Roasted Cod w Warm Tomato Olive Caper Tapenade-4g Carbs, 1g Fiber
From Eating Well Magazine
The Mediterranean flavors of a warm tomato tapenade will brighten
all kinds of white fish as well as chicken.
Make it a meal: Orzo and sautéed spinach will round out this
delectable meal.
Yield: 4 servings
Active Time: 20 minutes
Total Time: 25 minutes
Ease of preparation: Easy
1 lb cod fillet (see Ingredient note)
3 tsp extra-virgin olive oil, divided
1/4 tsp freshly ground pepper
1 Tbsp minced shallot
1 cup halved cherry tomatoes
1/4 cup chopped cured olives
1 Tbsp capers, rinsed and chopped
1 1/2 tsp chopped fresh oregano
1 tsp balsamic vinegar
1. Preheat oven to 450 degrees F. Coat a baking sheet with
cooking spray.
2. Rub cod with 2 teaspoons oil. Sprinkle with pepper. Place
on the prepared baking sheet. Transfer to the oven and roast
until the fish flakes easily with a fork, 15 to 20 minutes,
depending on the thickness of the fillet.

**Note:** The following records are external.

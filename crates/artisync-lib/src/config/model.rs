use serde::{Deserialize, Serialize};
use std::path::PathBuf;

pub const DEFAULT_FEED_URL: &str =
    "http://hudson-sca.us.oracle.com/view/JAX-WS/view/WLS/job/jaxws-ri-wls/api/xml";
pub const DEFAULT_ARTIFACT_SUBPATH: &str = "artifact/jaxws-ri/dist/jaxws-ri/lib/";
pub const DEFAULT_MANIFEST: &[&str] = &["jsr181-api.jar", "common.sdo.jar"];
pub const DEFAULT_STATUS_FILE: &str = "urlretrieve.xml";
pub const DEFAULT_WORK_DIR: &str = "jaxwstop4";
pub const DEFAULT_LIB_DIR: &str = "libDir";

/// What the downloader does after an artifact fails to download.
#[derive(Clone, Copy, Debug, Default, PartialEq, Eq, Deserialize, Serialize)]
#[serde(rename_all = "snake_case")]
pub enum FailurePolicy {
    /// Stop at the first failed artifact.
    #[default]
    FailFast,
    /// Attempt every artifact and report all failures at the end.
    BestEffort,
}

impl FailurePolicy {
    pub fn as_str(&self) -> &'static str {
        match self {
            FailurePolicy::FailFast => "fail_fast",
            FailurePolicy::BestEffort => "best_effort",
        }
    }
}

#[derive(Clone, Debug, Deserialize, Serialize)]
#[serde(deny_unknown_fields)]
pub struct Config {
    /// Root directory every local path is derived from.
    pub workspace: PathBuf,
    /// Machine-readable status feed of the build job.
    pub feed_url: String,
    /// Path of the published library directory relative to a build URL.
    pub artifact_subpath: String,
    /// Artifact filenames, fetched in this order.
    pub manifest: Vec<String>,
    pub status_file: String,
    pub work_dir: String,
    pub lib_dir: String,
    pub failure_policy: FailurePolicy,
}

impl Config {
    pub fn layout(&self) -> WorkspaceLayout {
        WorkspaceLayout {
            status_file_path: self.workspace.join(&self.status_file),
            work_dir: self.workspace.join(&self.work_dir),
            lib_dir: self.workspace.join(&self.lib_dir),
        }
    }
}

/// Local paths a sync run reads and writes.
#[derive(Clone, Debug, PartialEq, Eq)]
pub struct WorkspaceLayout {
    pub status_file_path: PathBuf,
    pub work_dir: PathBuf,
    pub lib_dir: PathBuf,
}

/// Values supplied on the command line. They take precedence over every other source.
#[derive(Clone, Debug, Default)]
pub struct ConfigOverrides {
    pub workspace: Option<PathBuf>,
    pub feed_url: Option<String>,
    pub artifact_subpath: Option<String>,
    pub manifest: Option<Vec<String>>,
    pub failure_policy: Option<FailurePolicy>,
}
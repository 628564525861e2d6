#[allow(clippy::module_inception)]
mod download;
mod types;

pub use download::download_all;
pub use types::{DownloadItem, DownloadOutcome, DownloadReport, DownloadStatus};
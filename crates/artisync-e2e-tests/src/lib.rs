mod test_utils;

pub use test_utils::{
    MockBuildServer, create_test_config, init_tracing, status_document,
};
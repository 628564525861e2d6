mod extract;
mod fetch;

pub use extract::{
    BUILD_ELEMENT, URL_ELEMENT, extract_last_successful_build_url,
    parse_last_successful_build_url,
};
pub use fetch::fetch_status_document;
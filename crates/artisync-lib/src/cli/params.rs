use crate::config::Config;
use crate::manifest::Manifest;
use std::path::PathBuf;

#[derive(Debug, Clone)]
pub struct SyncParams {
    pub config: Config,
    pub manifest: Manifest,
    pub report_path: Option<PathBuf>,
}
use crate::cli::args::SyncOptions;
use crate::cli::params::SyncParams;
use crate::config::{ConfigOverrides, FailurePolicy, load_config};
use crate::error::ArtifactSyncError;
use crate::manifest::Manifest;
use std::path::PathBuf;

pub fn resolve_params(options: SyncOptions) -> Result<SyncParams, ArtifactSyncError> {
    let SyncOptions {
        config_path,
        workspace,
        feed_url,
        artifact_subpath,
        artifacts,
        best_effort,
        report_path,
    } = options;

    let overrides = ConfigOverrides {
        workspace: workspace.map(PathBuf::from),
        feed_url,
        artifact_subpath,
        manifest: (!artifacts.is_empty()).then_some(artifacts),
        failure_policy: best_effort.then_some(FailurePolicy::BestEffort),
    };

    let config = load_config(config_path.as_deref(), &overrides)?;

    url::Url::parse(&config.feed_url).map_err(|e| ArtifactSyncError::InvalidUrl {
        url: config.feed_url.clone(),
        reason: e.to_string(),
    })?;

    let manifest = Manifest::new(config.manifest.iter().cloned())?;
    if manifest.is_empty() {
        tracing::warn!("Artifact manifest is empty, nothing will be downloaded");
    }

    Ok(SyncParams {
        config,
        manifest,
        report_path: report_path.map(PathBuf::from),
    })
}
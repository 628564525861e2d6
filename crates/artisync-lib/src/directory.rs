use crate::error::ArtifactSyncError;
use std::io::ErrorKind;
use std::path::Path;

/// Creates `path` and any missing ancestors.
///
/// An existing directory is left untouched. A non-directory at `path` is a
/// [`ArtifactSyncError::DirectoryConflict`] and nothing is created.
pub fn ensure_dir(path: &Path) -> Result<(), ArtifactSyncError> {
    match std::fs::metadata(path) {
        Ok(metadata) if metadata.is_dir() => return Ok(()),
        Ok(_) => {
            return Err(ArtifactSyncError::DirectoryConflict {
                path: path.to_path_buf(),
            });
        }
        // A file ancestor shows up as NotADirectory; the parent check below reports it.
        Err(e) if matches!(e.kind(), ErrorKind::NotFound | ErrorKind::NotADirectory) => {}
        Err(e) => {
            return Err(ArtifactSyncError::DirectoryCreation {
                path: path.to_path_buf(),
                reason: e.to_string(),
            });
        }
    }

    if let Some(parent) = path.parent().filter(|p| !p.as_os_str().is_empty()) {
        ensure_dir(parent)?;
    }

    tracing::trace!(path = %path.display(), "Creating directory");
    match std::fs::create_dir(path) {
        Ok(()) => Ok(()),
        // Lost a race with another creator.
        Err(e) if e.kind() == ErrorKind::AlreadyExists && path.is_dir() => Ok(()),
        Err(e) => Err(ArtifactSyncError::DirectoryCreation {
            path: path.to_path_buf(),
            reason: e.to_string(),
        }),
    }
}

/// Removes the directory tree at `path` if there is one.
///
/// A non-directory at `path` is left alone so that a following [`ensure_dir`]
/// reports the conflict.
pub fn clear_dir(path: &Path) -> Result<(), ArtifactSyncError> {
    let metadata = match std::fs::symlink_metadata(path) {
        Ok(metadata) => metadata,
        Err(e) if e.kind() == ErrorKind::NotFound => return Ok(()),
        Err(e) => {
            return Err(ArtifactSyncError::DirectoryClear {
                path: path.to_path_buf(),
                reason: e.to_string(),
            });
        }
    };

    if !metadata.is_dir() {
        tracing::debug!(path = %path.display(), "Not a directory, leaving in place");
        return Ok(());
    }

    tracing::debug!(path = %path.display(), "Removing previous contents");
    std::fs::remove_dir_all(path).map_err(|e| ArtifactSyncError::DirectoryClear {
        path: path.to_path_buf(),
        reason: e.to_string(),
    })
}
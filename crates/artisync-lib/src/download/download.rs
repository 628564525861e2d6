use super::types::{DownloadItem, DownloadOutcome, DownloadReport, DownloadStatus};
use crate::config::FailurePolicy;
use eyre::{Result, WrapErr};
use sha2::{Digest, Sha256};
use std::path::Path;
use tokio::io::AsyncWriteExt;
use tracing::{info, warn};

/// Fetches every item into `output_dir`, one at a time and in order.
///
/// `output_dir` must already exist. Failures are recorded in the report rather than
/// returned; with [`FailurePolicy::FailFast`] nothing after the first failure is attempted.
pub async fn download_all(
    client: &reqwest::Client,
    items: Vec<DownloadItem>,
    output_dir: impl AsRef<Path>,
    policy: FailurePolicy,
) -> DownloadReport {
    let output_dir = output_dir.as_ref();
    let total = items.len();
    let mut report = DownloadReport::default();

    for (index, item) in items.into_iter().enumerate() {
        let output_path = output_dir.join(&item.filename);
        info!(
            url = %item.url,
            output = %output_path.display(),
            "Downloading {} ({}/{})",
            item.filename,
            index + 1,
            total
        );

        let status = match download_one(client, &item.url, &output_path).await {
            Ok((bytes, sha256)) => {
                tracing::debug!(url = %item.url, bytes, sha256 = %sha256, "Downloaded");
                DownloadStatus::Downloaded { bytes, sha256 }
            }
            Err(err) => {
                warn!("Download failed: {:#}", err);
                DownloadStatus::Failed {
                    reason: format!("{:#}", err),
                }
            }
        };

        let failed = matches!(status, DownloadStatus::Failed { .. });
        report.outcomes.push(DownloadOutcome {
            filename: item.filename,
            url: item.url,
            status,
        });

        if failed && policy == FailurePolicy::FailFast {
            let skipped = total - index - 1;
            if skipped > 0 {
                warn!("Stopping after first failure, {} artifact(s) not attempted", skipped);
            }
            break;
        }
    }

    report
}

async fn download_one(
    client: &reqwest::Client,
    url: &str,
    output_path: &Path,
) -> Result<(u64, String)> {
    let mut response = client
        .get(url)
        .send()
        .await
        .wrap_err_with(|| format!("Failed to request {}", url))?
        .error_for_status()
        .wrap_err_with(|| format!("Failed to fetch {}", url))?;

    let file = tokio::fs::File::create(output_path)
        .await
        .wrap_err_with(|| format!("Failed to create output file: {}", output_path.display()))?;
    let mut writer = tokio::io::BufWriter::new(file);
    let mut hasher = Sha256::new();
    let mut written = 0u64;

    // Stream the body to disk, hashing as we go
    while let Some(chunk) = response
        .chunk()
        .await
        .wrap_err_with(|| format!("Failed to read from {}", url))?
    {
        hasher.update(&chunk);
        writer
            .write_all(&chunk)
            .await
            .wrap_err_with(|| format!("Failed to write to {}", output_path.display()))?;
        written += chunk.len() as u64;
    }

    writer
        .flush()
        .await
        .wrap_err_with(|| format!("Failed to flush {}", output_path.display()))?;

    Ok((written, hex::encode(hasher.finalize())))
}
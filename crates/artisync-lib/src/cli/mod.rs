mod args;
mod commands;
mod params;
mod sync;

pub use args::{Args, SyncOptions, parse_args};
pub use commands::resolve_params;
pub use params::SyncParams;
pub use sync::run_sync;
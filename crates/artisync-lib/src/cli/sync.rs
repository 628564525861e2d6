use crate::artifact::ArtifactBase;
use crate::cli::SyncParams;
use crate::directory::{clear_dir, ensure_dir};
use crate::download::{DownloadItem, download_all};
use crate::error::ArtifactSyncError;
use crate::feed::{extract_last_successful_build_url, fetch_status_document};
use crate::report::{SyncReport, write_report};
use tracing;

const USER_AGENT: &str = concat!("artisync/", env!("CARGO_PKG_VERSION"));

/// Fetches the status feed, resolves the last successful build and downloads its artifacts.
pub async fn run_sync(params: SyncParams) -> Result<SyncReport, ArtifactSyncError> {
    let SyncParams {
        config,
        manifest,
        report_path,
    } = params;
    let layout = config.layout();

    let client = reqwest::Client::builder().user_agent(USER_AGENT).build()?;

    ensure_dir(&config.workspace)?;
    fetch_status_document(&client, &config.feed_url, &layout.status_file_path).await?;

    tracing::info!(
        "Reading last successful build from {}",
        layout.status_file_path.display()
    );
    let build_url = extract_last_successful_build_url(&layout.status_file_path)?;
    let artifact_base = ArtifactBase::from_build_url(&build_url, &config.artifact_subpath)?;
    tracing::info!(build_url = %build_url, "Artifact base URL is {}", artifact_base);

    ensure_dir(&layout.work_dir)?;

    // Stale artifacts from an earlier run must not survive into this one.
    clear_dir(&layout.lib_dir)?;
    ensure_dir(&layout.lib_dir)?;

    let items = DownloadItem::from_manifest(&artifact_base, &manifest);
    tracing::info!(
        "Downloading {} artifact(s) into {}",
        items.len(),
        layout.lib_dir.display()
    );
    let downloads = download_all(&client, items, &layout.lib_dir, config.failure_policy).await;

    let report = SyncReport {
        build_url,
        artifact_base: artifact_base.to_string(),
        downloads,
    };

    if let Some(report_path) = &report_path {
        write_report(report_path, &report)?;
    }

    if let Some(err) = report.downloads.failure() {
        return Err(err);
    }

    tracing::info!("Artifact sync completed successfully");
    Ok(report)
}
use crate::error::ArtifactSyncError;

/// Ordered list of artifact filenames to fetch from a build.
///
/// Entries are plain filenames: they are appended to the artifact base URL and
/// joined onto the destination directory, so separators and `.`/`..` are
/// rejected. Duplicates are kept and fetched again.
#[derive(Clone, Debug, Default, PartialEq, Eq)]
pub struct Manifest {
    entries: Vec<String>,
}

impl Manifest {
    pub fn new<I, S>(entries: I) -> Result<Self, ArtifactSyncError>
    where
        I: IntoIterator<Item = S>,
        S: Into<String>,
    {
        let entries = entries
            .into_iter()
            .map(Into::into)
            .map(|entry| validate_entry(&entry).map(|()| entry))
            .collect::<Result<Vec<_>, _>>()?;
        Ok(Self { entries })
    }

    pub fn entries(&self) -> &[String] {
        &self.entries
    }

    pub fn len(&self) -> usize {
        self.entries.len()
    }

    pub fn is_empty(&self) -> bool {
        self.entries.is_empty()
    }

    pub fn iter(&self) -> impl Iterator<Item = &str> {
        self.entries.iter().map(String::as_str)
    }
}

fn validate_entry(entry: &str) -> Result<(), ArtifactSyncError> {
    let reason = if entry.is_empty() {
        "filename is empty"
    } else if entry == "." || entry == ".." {
        "filename refers to a directory"
    } else if entry.contains(['/', '\\']) {
        "filename must not contain path separators"
    } else {
        return Ok(());
    };

    Err(ArtifactSyncError::InvalidManifestEntry {
        entry: entry.to_string(),
        reason: reason.to_string(),
    })
}

#[cfg(test)]
mod tests {
    use super::*;

    #[test]
    fn test_manifest_keeps_order_and_duplicates() {
        let manifest = Manifest::new(["b.jar", "a.zip", "b.jar"]).unwrap();
        assert_eq!(manifest.entries(), &["b.jar", "a.zip", "b.jar"]);
        assert_eq!(manifest.len(), 3);
    }

    #[test]
    fn test_empty_manifest_is_valid() {
        let manifest = Manifest::new(Vec::<String>::new()).unwrap();
        assert!(manifest.is_empty());
    }

    #[test]
    fn test_manifest_rejects_traversal_and_separators() {
        for entry in ["", ".", "..", "../evil.jar", "lib/a.jar", "lib\\a.jar"] {
            let err = Manifest::new([entry]).expect_err(entry);
            assert!(
                matches!(err, ArtifactSyncError::InvalidManifestEntry { .. }),
                "unexpected error for {entry:?}: {err}"
            );
        }
    }

    #[test]
    fn test_manifest_accepts_dotted_filenames() {
        let manifest = Manifest::new(["common.sdo.jar", "..hidden.jar"]).unwrap();
        assert_eq!(manifest.len(), 2);
    }
}
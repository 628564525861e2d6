mod loader;
mod model;

pub use loader::{WORKSPACE_ENV_VAR, load_config};
pub use model::{Config, ConfigOverrides, FailurePolicy, WorkspaceLayout};
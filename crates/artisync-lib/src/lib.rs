pub mod artifact;
pub mod cli;
pub mod config;
pub mod directory;
pub mod download;
pub mod error;
pub mod feed;
pub mod manifest;
pub mod report;

pub use crate::config::Config;
pub use crate::error::ArtifactSyncError;
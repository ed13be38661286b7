use std::borrow::Cow;
use std::collections::{BTreeMap, BTreeSet};

use tracing::{debug, warn};

use crate::ir::Class;
use crate::signature::{OBJECT, is_known_collection, is_primitive};

/// Immutable class index keyed by canonical name.
///
/// Built once from the scanned classes; all reads are lock-free. Project
/// classes win name collisions against classpath classes.
pub(crate) struct ClassIndex {
    classes: BTreeMap<String, Class>,
}

impl ClassIndex {
    pub(crate) fn build(classes: Vec<Class>) -> Self {
        let mut map: BTreeMap<String, Class> = BTreeMap::new();
        for class in classes {
            match map.get(&class.name) {
                None => {
                    map.insert(class.name.clone(), class);
                }
                Some(existing) => {
                    if class.from_project && !existing.from_project {
                        debug!(
                            "project class {} shadows a classpath class of the same name",
                            class.name
                        );
                        map.insert(class.name.clone(), class);
                    } else {
                        debug!("duplicate class {} ignored", class.name);
                    }
                }
            }
        }
        Self { classes: map }
    }

    pub(crate) fn find(&self, name: &str) -> Option<&Class> {
        self.classes.get(name)
    }

    /// Look up a class, substituting a synthetic empty record for names the
    /// search path cannot resolve so that analysis degrades instead of
    /// aborting.
    pub(crate) fn resolve(&self, name: &str) -> Cow<'_, Class> {
        match self.classes.get(name) {
            Some(class) => Cow::Borrowed(class),
            None => {
                warn!("class not resolvable on the search path: {name}");
                Cow::Owned(Class::synthetic(name))
            }
        }
    }

    /// Project classes in name order, for deterministic extraction.
    pub(crate) fn project_classes(&self) -> impl Iterator<Item = &Class> {
        self.classes.values().filter(|class| class.from_project)
    }

    pub(crate) fn len(&self) -> usize {
        self.classes.len()
    }

    /// Supertype chain of `name` (exclusive), superclasses before interfaces,
    /// bounded against malformed hierarchies.
    pub(crate) fn supertypes(&self, name: &str) -> Vec<String> {
        let mut chain = Vec::new();
        let mut seen = BTreeSet::new();
        let mut queue = vec![name.to_string()];
        while let Some(current) = queue.pop() {
            let Some(class) = self.classes.get(&current) else {
                continue;
            };
            if let Some(super_name) = &class.super_name {
                if seen.insert(super_name.clone()) {
                    chain.push(super_name.clone());
                    queue.push(super_name.clone());
                }
            }
            for interface in &class.interfaces {
                if seen.insert(interface.clone()) {
                    chain.push(interface.clone());
                    queue.push(interface.clone());
                }
            }
        }
        chain
    }

    pub(crate) fn is_subtype(&self, name: &str, supertype: &str) -> bool {
        name == supertype || self.supertypes(name).iter().any(|s| s == supertype)
    }

    /// Most specific common supertype of two type names; `java.lang.Object`
    /// when the lattice cannot be queried.
    pub(crate) fn common_supertype(&self, a: &str, b: &str) -> String {
        if a == b {
            return a.to_string();
        }
        if is_primitive(a) || is_primitive(b) {
            return OBJECT.to_string();
        }
        if self.is_subtype(a, b) {
            return b.to_string();
        }
        if self.is_subtype(b, a) {
            return a.to_string();
        }
        let ancestors_of_a: BTreeSet<String> = self.supertypes(a).into_iter().collect();
        for candidate in self.supertypes(b) {
            if candidate != OBJECT && ancestors_of_a.contains(&candidate) {
                return candidate;
            }
        }
        OBJECT.to_string()
    }

    /// The more specific of two type names, preferring resolvable subtypes
    /// and treating `java.lang.Object` as the least informative.
    pub(crate) fn more_specific<'a>(&self, a: &'a str, b: &'a str) -> &'a str {
        if a == b || b == OBJECT {
            return a;
        }
        if a == OBJECT {
            return b;
        }
        if self.is_subtype(b, a) {
            return b;
        }
        a
    }

    /// Collection detection: the well-known container table, arrays, or any
    /// resolvable class whose supertype chain reaches `java.util.Collection`.
    pub(crate) fn is_collection(&self, name: &str) -> bool {
        is_known_collection(name)
            || self
                .supertypes(name)
                .iter()
                .any(|s| s == "java.util.Collection")
    }
}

3. Meanwhile, heat the remaining 1 teaspoon oil in a small
skillet over medium heat. Add shallot and cook, stirring,
until beginning to soften, about 20 seconds. Add tomatoes
and cook, stirring, until softened, about 1 1/2 minutes.
Add olives and capers; cook, stirring, for 30 seconds more.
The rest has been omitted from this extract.